(Stored items)

+--

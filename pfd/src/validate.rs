//! Form constraints checked on the UI form before it is submitted.
//!
//! These mirror the limits of the PFD form schema: every application needs a
//! non-empty `externalAppID` and between [`MIN_PFDS`] and [`MAX_PFDS`] PFDs,
//! each with a non-empty `pfdID`. `allowedDelay` and `cachingTime` live in the
//! pass-through fields and are checked to be numbers here; every other typed
//! field is enforced by decoding.

use crate::errors::ValidationError;
use crate::model::{AppUi, PfdTransactionUi};
use serde_json::Value as JsonValue;

pub const MIN_PFDS: usize = 1;
pub const MAX_PFDS: usize = 10;

/// Application fields the form declares as numbers. `null` counts as unset.
const NUMBER_FIELDS: [&str; 2] = ["allowedDelay", "cachingTime"];

impl PfdTransactionUi {
    /// Returns the first constraint violation, if any.
    pub fn validate(&self) -> Result<(), ValidationError> {
        for (position, entry) in self.pfd_datas.iter().enumerate() {
            validate_app(&entry.apps, position)?;
        }
        Ok(())
    }
}

impl AppUi {
    pub fn validate(&self) -> Result<(), ValidationError> {
        validate_app(self, 0)
    }
}

fn validate_app(app: &AppUi, position: usize) -> Result<(), ValidationError> {
    if app.external_app_id.trim().is_empty() {
        return Err(ValidationError::EmptyExternalAppId(position));
    }

    for field in NUMBER_FIELDS {
        match app.extra_fields.get(field) {
            None | Some(JsonValue::Null) | Some(JsonValue::Number(_)) => {}
            Some(_) => {
                return Err(ValidationError::NotANumber {
                    app_id: app.external_app_id.clone(),
                    field,
                });
            }
        }
    }

    let count = app.pfds.len();
    if count < MIN_PFDS {
        return Err(ValidationError::NoPfds(app.external_app_id.clone()));
    }
    if count > MAX_PFDS {
        return Err(ValidationError::TooManyPfds {
            app_id: app.external_app_id.clone(),
            count,
            max: MAX_PFDS,
        });
    }

    for (position, entry) in app.pfds.iter().enumerate() {
        if entry.pfd.pfd_id.trim().is_empty() {
            return Err(ValidationError::EmptyPfdId {
                app_id: app.external_app_id.clone(),
                position,
            });
        }
    }

    Ok(())
}
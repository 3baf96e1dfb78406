use crate::config::ApiConfig;
use http::header::{CONTENT_TYPE, LOCATION};
use http::{Method, StatusCode};
use http_body_util::{BodyExt, Full};
use hyper::body::{Bytes, Incoming};
use hyper::service::service_fn;
use hyper::{Request, Response};
use hyper_util::rt::{TokioExecutor, TokioIo};
use serde_json::Value as JsonValue;
use std::convert::Infallible;
use std::sync::{Arc, Mutex};
use tokio::net::TcpListener;
use url::Url;

/// A request as seen by the mock API.
#[derive(Debug, Clone)]
pub struct RecordedRequest {
    pub method: Method,
    pub path: String,
    pub body: Option<JsonValue>,
}

pub struct MockResponse {
    status: StatusCode,
    body: Option<JsonValue>,
    location: Option<String>,
}

impl MockResponse {
    pub fn status(status: StatusCode) -> Self {
        MockResponse {
            status,
            body: None,
            location: None,
        }
    }

    pub fn json(status: StatusCode, body: JsonValue) -> Self {
        MockResponse {
            status,
            body: Some(body),
            location: None,
        }
    }

    pub fn with_location(mut self, location: &str) -> Self {
        self.location = Some(location.to_string());
        self
    }
}

pub struct MockApi {
    /// Base URL of the server, with a trailing slash.
    pub url: Url,
    requests: Arc<Mutex<Vec<RecordedRequest>>>,
}

impl MockApi {
    pub fn requests(&self) -> Vec<RecordedRequest> {
        self.requests.lock().unwrap().clone()
    }
}

/// Start a mock HTTP server that answers every request with `respond`
/// and records what it received.
pub async fn start_mock_api<F>(respond: F) -> MockApi
where
    F: Fn(&RecordedRequest) -> MockResponse + Send + Sync + 'static,
{
    let listener = TcpListener::bind("127.0.0.1:0").await.unwrap();
    let port = listener.local_addr().unwrap().port();
    let respond = Arc::new(respond);
    let requests = Arc::new(Mutex::new(Vec::new()));
    let recorded = requests.clone();

    tokio::spawn(async move {
        loop {
            let (stream, _) = listener.accept().await.unwrap();
            let io = TokioIo::new(stream);
            let respond = respond.clone();
            let recorded = recorded.clone();

            tokio::spawn(async move {
                let service = service_fn(move |req: Request<Incoming>| {
                    let respond = respond.clone();
                    let recorded = recorded.clone();
                    async move {
                        let method = req.method().clone();
                        let path = req.uri().path().to_string();
                        let bytes = req.into_body().collect().await.unwrap().to_bytes();
                        let body = serde_json::from_slice(&bytes).ok();

                        let request = RecordedRequest { method, path, body };
                        let reply = respond(&request);
                        recorded.lock().unwrap().push(request);

                        let mut builder = Response::builder()
                            .status(reply.status)
                            .header(CONTENT_TYPE, "application/json");
                        if let Some(location) = reply.location {
                            builder = builder.header(LOCATION, location);
                        }
                        let body = reply
                            .body
                            .map(|b| serde_json::to_vec(&b).unwrap())
                            .unwrap_or_default();

                        Ok::<_, Infallible>(builder.body(Full::new(Bytes::from(body))).unwrap())
                    }
                });

                let _ = hyper_util::server::conn::auto::Builder::new(TokioExecutor::new())
                    .serve_connection(io, service)
                    .await;
            });
        }
    });

    MockApi {
        url: Url::parse(&format!("http://127.0.0.1:{port}/")).unwrap(),
        requests,
    }
}

/// Config pointing all three APIs at `url`.
pub fn test_config(url: Url) -> ApiConfig {
    ApiConfig {
        af_url: url.clone(),
        oam_url: url.clone(),
        cups_url: url,
        timeout_secs: 5,
    }
}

+--

The answer consists of every line above in which the word "entry" occurs.

        for (position, entry) in self.pfd_datas.iter().enumerate() {
            validate_app(&entry.apps, position)?;
    for (position, entry) in app.pfds.iter().enumerate() {
        if entry.pfd.pfd_id.trim().is_empty() {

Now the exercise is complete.